Just “Like” Jesse James



Tony McKiver takes aim at the quest to revive The Assassination of Jesse James by the Coward Robert Ford .

A stag night might seem an unlikely catalyst for a successful film revival, but one man’s urge to celebrate his impending nuptials in unique style has spawned a blossoming online campaign to rerelease one of the most critically acclaimed yet commercially unsuccessful films of the last ten years.

New York-based television editor Jamieson McGonigle first saw The Assassination of Jesse James by the Coward Robert Ford when it was originally released in 2007 and, like much of the small film-going audience that saw the film then, he has found himself haunted by a western that is frequently described as “mesmerising” and “dreamlike.” Where others who valued the film might have manifested their appreciation by buying a copy of the film on DVD or Blu-ray, McGonigle took his devotion to another level by tracking down and purchasing a 35mm print of the film. When he was organising to have his upcoming wedding ceremony in New York’s Museum of the Moving Image, he decided to try to leverage this patronage to obtain permission to hold a screening of his print as a rather unorthodox bachelor party. However, such is the affection in which the film is held and the enthusiasm for seeing it once again on the big screen that his initiative has ballooned into a public screening on December 7, 2013, to be attended and addressed by the film’s director, Andrew Dominik. Tickets sold out within a few hours, and already a second screening has been organised alongside an online campaign, Jesse James Revival, that is using grass-roots activism and social media to persuade repertory cinemas around the world to screen Dominik’s film.

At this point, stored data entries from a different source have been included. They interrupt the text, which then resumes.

use std::time::{Duration, Instant};
use tokio::sync::mpsc::Receiver;
use tracing::{info, warn};

use super::error::Error;
use super::report::{format_summary, format_trace};
use super::types::InputBatch;
use common::types::Estimate;
use nicelog_core::{TableLnEstimator, traits::LnEstimator};

/// Aggregate outcome of an evaluation run.
#[derive(Debug, Clone, Default, PartialEq)]
pub struct EvaluationSummary {
    pub evaluated: usize,
    pub rejected: usize,
    pub unconverged: usize,
    pub max_abs_error: f64,
    pub total_elapsed: Duration,
}

impl EvaluationSummary {
    fn record(&mut self, estimate: &Estimate, elapsed: Duration) {
        self.evaluated += 1;
        if !estimate.converged() {
            self.unconverged += 1;
        }
        // NaN errors from unchecked domain inputs are not folded into the max.
        let error = estimate.abs_error(estimate.input.ln());
        if error > self.max_abs_error {
            self.max_abs_error = error;
        }
        self.total_elapsed += elapsed;
    }
}

/// Async consumer that estimates ln for every received input.
///
/// Each estimator call is timed on its own. Rejected inputs are logged and
/// counted; the run continues.
pub struct Evaluator {
    estimator: TableLnEstimator,
    receiver: Receiver<InputBatch>,
    checked: bool,
    print_trace: bool,
}

impl Evaluator {
    pub fn new(
        estimator: TableLnEstimator,
        receiver: Receiver<InputBatch>,
        checked: bool,
        print_trace: bool,
    ) -> Self {
        Self {
            estimator,
            receiver,
            checked,
            print_trace,
        }
    }

    fn evaluate(&self, x: f64) -> Result<(Estimate, Duration), Error> {
        // Times the whole estimate: validation, reduction and `calculate_ln`.
        let start = Instant::now();
        let estimate = if self.checked {
            self.estimator.estimate_checked(x)?
        } else {
            self.estimator.estimate(x)?
        };
        Ok((estimate, start.elapsed()))
    }

    /// Runs until the producer side of the channel closes.
    pub async fn process_inputs(mut self) -> Result<EvaluationSummary, Error> {
        info!(checked = self.checked, "Evaluator ready.");

        let mut summary = EvaluationSummary::default();

        while let Some(batch) = self.receiver.recv().await {
            for x in batch {
                match self.evaluate(x) {
                    Ok((estimate, elapsed)) => {
                        if self.print_trace {
                            for line in format_trace(&estimate.trace) {
                                println!("{}", line);
                            }
                        }
                        println!("{}", format_summary(&estimate, elapsed));
                        summary.record(&estimate, elapsed);
                    }
                    Err(e) => {
                        warn!("Evaluator: input {} rejected: {}. Continuing.", x, e);
                        summary.rejected += 1;
                    }
                }
            }
        }

        info!(
            evaluated = summary.evaluated,
            rejected = summary.rejected,
            unconverged = summary.unconverged,
            max_abs_error = summary.max_abs_error,
            "Input stream closed, evaluator finished."
        );
        Ok(summary)
    }
}
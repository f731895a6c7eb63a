use super::types::InvariantElement;

/// Applies one multiplier to the working state and records the step.
///
/// `yj` is the log-sum before subtraction; the returned record carries both
/// the entering state and the state after the step (`kxj`, `ylnk`).
pub fn reduction_step(xj: f64, yj: f64, k: f64) -> InvariantElement {
    let ln_k = k.ln();
    InvariantElement {
        xj,
        yj,
        k,
        ln_k,
        kxj: k * xj,
        ylnk: yj - ln_k,
    }
}

/// Absolute-difference gate between consecutive log-sums.
pub fn has_converged(previous_yj: f64, yj: f64, threshold: f64) -> bool {
    (previous_yj - yj).abs() < threshold
}

/// Distance of the final reduced value from 1.
///
/// For `kxj` just below 1, `ln(kxj) ~ -(1 - kxj)`, so subtracting this term
/// stands in for the logarithm of the part that was never reduced.
pub fn residual(kxj: f64) -> f64 {
    (1.0 - kxj).abs()
}
pub mod config;
pub mod csv_streamer;
pub mod error;
pub mod evaluator;
pub mod fixed_streamer;
pub mod producer;
pub mod report;
pub mod simulator;
pub mod types;

use std::env;
use tokio::sync::{mpsc, mpsc::Sender};
use tokio::task::JoinHandle;
use tracing::info;
use tracing_subscriber::EnvFilter;

use csv_streamer::CsvStreamer;
use error::Error;
use evaluator::Evaluator;
use fixed_streamer::FixedStreamer;
use nicelog_core::TableLnEstimator;
use producer::Producer;
use simulator::SimulatorStreamer;
use types::{DataSource, InputBatch};

#[tokio::main]
async fn main() -> Result<(), Error> {
    init_tracing();

    let config = config::load_config()?;
    let args: Vec<String> = env::args().collect();
    let source = parse_args(&args, config.driver.input)?;

    let estimator = TableLnEstimator::new(config.reduction.clone().into());
    let (sender, receiver) = mpsc::channel::<InputBatch>(config.driver.buffer_size.max(1));

    let producer_handle = spawn_producer(&source, sender, &config);
    let evaluator = Evaluator::new(
        estimator,
        receiver,
        config.driver.checked,
        config.driver.print_trace,
    );
    let evaluator_handle = tokio::spawn(evaluator.process_inputs());

    let (producer_result, evaluator_result) = tokio::join!(producer_handle, evaluator_handle);
    producer_result??;
    let summary = evaluator_result??;

    info!(
        evaluated = summary.evaluated,
        rejected = summary.rejected,
        total_elapsed = ?summary.total_elapsed,
        "Pipeline shut down."
    );
    Ok(())
}

fn init_tracing() {
    let filter = EnvFilter::try_from_default_env().unwrap_or_else(|_| EnvFilter::new("info"));
    tracing_subscriber::fmt()
        .with_env_filter(filter)
        .with_writer(std::io::stderr)
        .init();
}

/// Parse command-line arguments to determine the data source.
///
/// `fixed` without a value falls back to `default_input`.
fn parse_args(args: &[String], default_input: f64) -> Result<DataSource, Error> {
    let program = args.first().map(String::as_str).unwrap_or("executor");
    let usage = || {
        Error::Usage(format!(
            "Usage: {} <FIXED|CSV|SIM> [value|path_to_csv]\n  - FIXED: estimate ln of one value (default {})\n  - CSV: read inputs from the `x` column of a CSV file\n  - SIM: estimate ln of randomly sampled inputs",
            program, default_input
        ))
    };

    let mode = args
        .get(1)
        .map(|s| s.to_lowercase())
        .unwrap_or_else(|| "fixed".to_string());

    match mode.as_str() {
        "fixed" => match args.get(2) {
            Some(value) => value
                .parse::<f64>()
                .map(DataSource::Fixed)
                .map_err(|_| usage()),
            None => Ok(DataSource::Fixed(default_input)),
        },
        "csv" => args
            .get(2)
            .map(|path| DataSource::Csv(path.clone()))
            .ok_or_else(usage),
        "sim" => Ok(DataSource::Sim),
        _ => Err(usage()),
    }
}

pub fn spawn_producer(
    source: &DataSource,
    sender: Sender<InputBatch>,
    config: &config::Config,
) -> JoinHandle<Result<(), Error>> {
    match source {
        DataSource::Fixed(x) => {
            info!(input = x, "Starting FixedStreamer producer task...");
            Producer::new(FixedStreamer::new(*x)).spawn(sender)
        }
        DataSource::Csv(path) => {
            info!(%path, "Starting CsvStreamer producer task...");
            let streamer = CsvStreamer::new(path.clone(), config.driver.batch_size);
            Producer::new(streamer).spawn(sender)
        }
        DataSource::Sim => {
            info!("Starting SimulatorStreamer producer task...");
            let streamer =
                SimulatorStreamer::new(config.simulator.clone(), config.driver.batch_size);
            Producer::new(streamer).spawn(sender)
        }
    }
}
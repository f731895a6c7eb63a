// ----------------------------
// Benchmark inputs
// ----------------------------

pub const NUM_INPUTS: usize = 100_000;

/// Lower end of the sweep; the upper end stays below the largest table multiplier.
pub const MIN_INPUT: f64 = 0.001;
pub const MAX_INPUT: f64 = 255.0;

/// Generates a deterministic sweep of inputs across the table range.
///
/// Inputs are spaced geometrically so small and large magnitudes get equal
/// weight, and varied by index so the compiler cannot fold the loop.
pub fn generate_benchmark_inputs() -> Vec<f64> {
    let ratio = (MAX_INPUT / MIN_INPUT).ln() / (NUM_INPUTS - 1) as f64;
    (0..NUM_INPUTS)
        .map(|i| MIN_INPUT * (ratio * i as f64).exp())
        .collect()
}
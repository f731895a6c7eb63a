use tokio::sync::mpsc::Sender;

use super::error::Error;
use super::types::{InputBatch, InputStreamer};

/// Sends one literal input and finishes.
pub struct FixedStreamer {
    input: f64,
}

impl FixedStreamer {
    pub fn new(input: f64) -> Self {
        FixedStreamer { input }
    }
}

#[async_trait::async_trait]
impl InputStreamer for FixedStreamer {
    async fn run_stream(self, sender: Sender<InputBatch>) -> Result<(), Error> {
        sender
            .send(vec![self.input])
            .await
            .map_err(|_| Error::ChannelSendFailed)
    }
}
use tokio::sync::mpsc::Sender;

use super::error::Error;

/// A batch of inputs whose logarithms are to be estimated.
pub type InputBatch = Vec<f64>;

/// Contract for any source that streams inputs into the evaluation pipeline.
///
/// Implementations own their data and consume themselves when run. The
/// bounds let the producer move them onto the Tokio runtime.
#[async_trait::async_trait]
pub trait InputStreamer: Send + Sync + 'static {
    async fn run_stream(self, sender: Sender<InputBatch>) -> Result<(), Error>;
}

/// Where the driver reads its inputs from.
#[derive(Debug, Clone, PartialEq)]
pub enum DataSource {
    /// A single literal input.
    Fixed(f64),
    /// A CSV file with an `x` column.
    Csv(String),
    /// Randomly sampled inputs.
    Sim,
}
pub mod estimator;
pub mod lookup;
pub mod reducer;
pub mod traits;

pub use estimator::TableLnEstimator;
pub use lookup::LookupTable;
pub use reducer::{ReductionParams, SearchMode};
pub mod error;
pub mod numeric_kernel;
pub mod types;
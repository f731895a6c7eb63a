use std::hint::black_box;
use std::time::Instant;

use nicelog_core::{TableLnEstimator, traits::LnEstimator};
use perf_bench::*;

fn main() {
    let inputs = generate_benchmark_inputs();
    let estimator = TableLnEstimator::default();

    let start_time = Instant::now();
    let mut checksum: f64 = 0.0;
    let mut max_error: f64 = 0.0;
    let mut failures = 0usize;

    // Every call rebuilds the trace; the table itself is shared.
    for x in inputs {
        match estimator.estimate(black_box(x)) {
            Ok(estimate) => {
                checksum += estimate.value;
                max_error = max_error.max(estimate.abs_error(x.ln()));
            }
            Err(_) => failures += 1,
        }
    }

    let elapsed_time = start_time.elapsed();

    let final_checksum = black_box(checksum);

    println!("--- Table ln Benchmark Results ({} Inputs) ---", NUM_INPUTS);
    println!("Checksum: {:.10}", final_checksum);
    println!("Max abs error vs f64::ln: {:.3e}", max_error);
    println!("Failures: {}", failures);
    println!("Elapsed Time: {:?}", elapsed_time);
}
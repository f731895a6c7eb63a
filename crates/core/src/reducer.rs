use super::lookup::{LookupTable, NUM_ENTRIES};
use common::numeric_kernel::{has_converged, reduction_step};
use common::types::{InvariantElement, Reduction, Termination};
use tracing::{debug, trace};

/// Stop once two consecutive log-sums differ by less than this (absolute).
pub const CONVERGENCE_THRESHOLD: f64 = 1e-2;

/// Hard cap on reduction steps; one pass over the table.
pub const MAX_ITERATIONS: usize = NUM_ENTRIES;

/// Threshold test used by [`find_largest_k`].
#[derive(Debug, Clone, Copy, PartialEq, Eq)]
pub enum SearchMode {
    /// First `k` with `x / k < 1`. Used once to bring the input below 1.
    Division,
    /// First `k` with `x * k < 1`. Used on every reduction step.
    Multiplication,
}

impl SearchMode {
    fn accepts(self, x: f64, k: f64) -> bool {
        match self {
            SearchMode::Division => x / k < 1.0,
            SearchMode::Multiplication => x * k < 1.0,
        }
    }
}

/// Termination policy of the reduction loop.
///
/// Together the two values bound both precision and running time.
#[derive(Debug, Clone, Copy, PartialEq)]
pub struct ReductionParams {
    pub convergence_threshold: f64,
    pub max_iterations: usize,
}

impl Default for ReductionParams {
    fn default() -> Self {
        Self {
            convergence_threshold: CONVERGENCE_THRESHOLD,
            max_iterations: MAX_ITERATIONS,
        }
    }
}

/// Returns the first multiplier in table order that passes the `mode` test,
/// or `1.0` when none does.
///
/// This is a greedy first-match scan, not a nearest-match search: with the
/// table ordered coarse to fine it picks the coarsest reduction that does not
/// overshoot 1.
pub fn find_largest_k(x: f64, table: &LookupTable, mode: SearchMode) -> f64 {
    table
        .iter()
        .find(|element| mode.accepts(x, element.k))
        .map_or(1.0, |element| element.k)
}

/// Runs the reduction loop and reports how it ended.
///
/// The state starts at `xj = x / k0`, `yj = ln(k0)` where `k0` is the division
/// search result, then each step multiplies `xj` by the multiplication search
/// result and subtracts its log from `yj`. The loop stops after the step whose
/// log-sum moved by less than `params.convergence_threshold`, or after
/// `params.max_iterations` steps.
///
/// There is no input validation here: NaN stays NaN, and zero or negative
/// inputs run the full budget and produce meaningless values.
pub fn reduce(x: f64, table: &LookupTable, params: &ReductionParams) -> Reduction {
    let k0 = find_largest_k(x, table, SearchMode::Division);
    let mut xj = x / k0;
    let mut yj = k0.ln();
    let mut previous_yj = yj;

    // The budget is caller-supplied and may be far larger than any real trace.
    let mut trace: Vec<InvariantElement> =
        Vec::with_capacity(params.max_iterations.min(NUM_ENTRIES));
    let mut termination = Termination::BudgetExhausted;

    for step in 0..params.max_iterations {
        let k = find_largest_k(xj, table, SearchMode::Multiplication);
        let element = reduction_step(xj, yj, k);
        trace.push(element);

        trace!(
            step,
            xj = element.xj,
            yj = element.yj,
            k = element.k,
            kxj = element.kxj,
            "reduction step"
        );

        xj = element.kxj;
        yj = element.ylnk;

        if has_converged(previous_yj, yj, params.convergence_threshold) {
            termination = Termination::Converged;
            break;
        }
        previous_yj = yj;
    }

    debug!(x, k0, steps = trace.len(), ?termination, "reduction finished");

    Reduction { trace, termination }
}

/// Builds the invariant table (trace) for `x` with the default policy.
pub fn create_invariant_table(x: f64, table: &LookupTable) -> Vec<InvariantElement> {
    reduce(x, table, &ReductionParams::default()).trace
}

The demand for a revival is perhaps not so surprising given the fact that Dominik’s beautiful and languorous western is both one of the most critically praised films of this century and also one of the least seen. Upon its initial release, it was described by The Guardian’s Peter Bradshaw as “a tremendously stylish, intelligent retelling of western myth.” It received Oscar nominations for cinematographer Roger Deakins and Casey Affleck’s spellbinding performance as Bob Ford, a foolish young outlaw entranced by the celebrity of Jesse James. The marquee star was Brad Pitt, but the film repudiates his charisma, just as it strips away the lustre of the western legend: Pitt’s Jesse James is often a character literally out of focus, a quixotic misanthrope who both exults in and squirms from his own fame. This is not the rootin’-tootin’ outlaw hero from a previous generation of myth-making westerns.

Even before it was released, the film was treated as something of a nuisance by its own studio, with Warner Bros. fighting a protracted and ultimately unsuccessful battle with Dominik, who was backed by Pitt (one of the film’s producers), to reduce the film’s running time. The 160-minute film premiered in September 2007 and proceeded to sink like a stone. Despite the presence of Pitt, it made just $15 million worldwide against a production budget of $30 million. In an unusually strong year for cinema, it also missed out on even the token redemption offered by the Oscars as No Country for Old Men and There Will Be Blood mopped up all the plaudits.

At every turn—from its unwieldy title, to its taxing length, to the fact that it doesn’t focus on Pitt’s character—the film might appear to deliberately repel viewers’ investment. By rejecting the expected, familiar techniques regularly used to secure audience interest, however, it comes up with its own novel form, one that is digressive, patient and deeply absorbing. It made a powerful impression on the lucky few who saw it during its initial release. By the time critics were compiling their “best of” lists to mark the end of the noughties, The Assassination of Jesse James was moving up near the top.

The campaign to revive the film has jumped continents. Besides bids to arrange screenings in Toronto, Seattle, Denver, Tucson, and Los Angeles, McGonigle has received requests from fans in London. There are also suggestions of a screening at Dublin’s Lighthouse, a cinema already famed for responding inventively to its audience’s tastes, exemplified by its regular dance-along screenings of Talking Heads’ Stop Making Sense!

The Assassination of Jesse James ends with a quiet, but stirring epiphany years after the killing mentioned in the title. We discover Bob Ford, physically unchanged but almost unrecognisably matured beyond his ridiculous boyish enthusiasms. He is reviled by people who did not know Jesse James at all, yet hold the outlaw up as a hero and Bob as a cowardly villain. Bob is quietly able to see past that official shame and to accept his own infamous deeds as the excusable acts of a child. There is something apt in reviving a film that itself celebrates a capacity to look back kindly and see beyond perceived failure and disgrace to discover something precious overlooked by official history. With a little luck, other overlooked films of recent years might benefit from this redemptive impulse.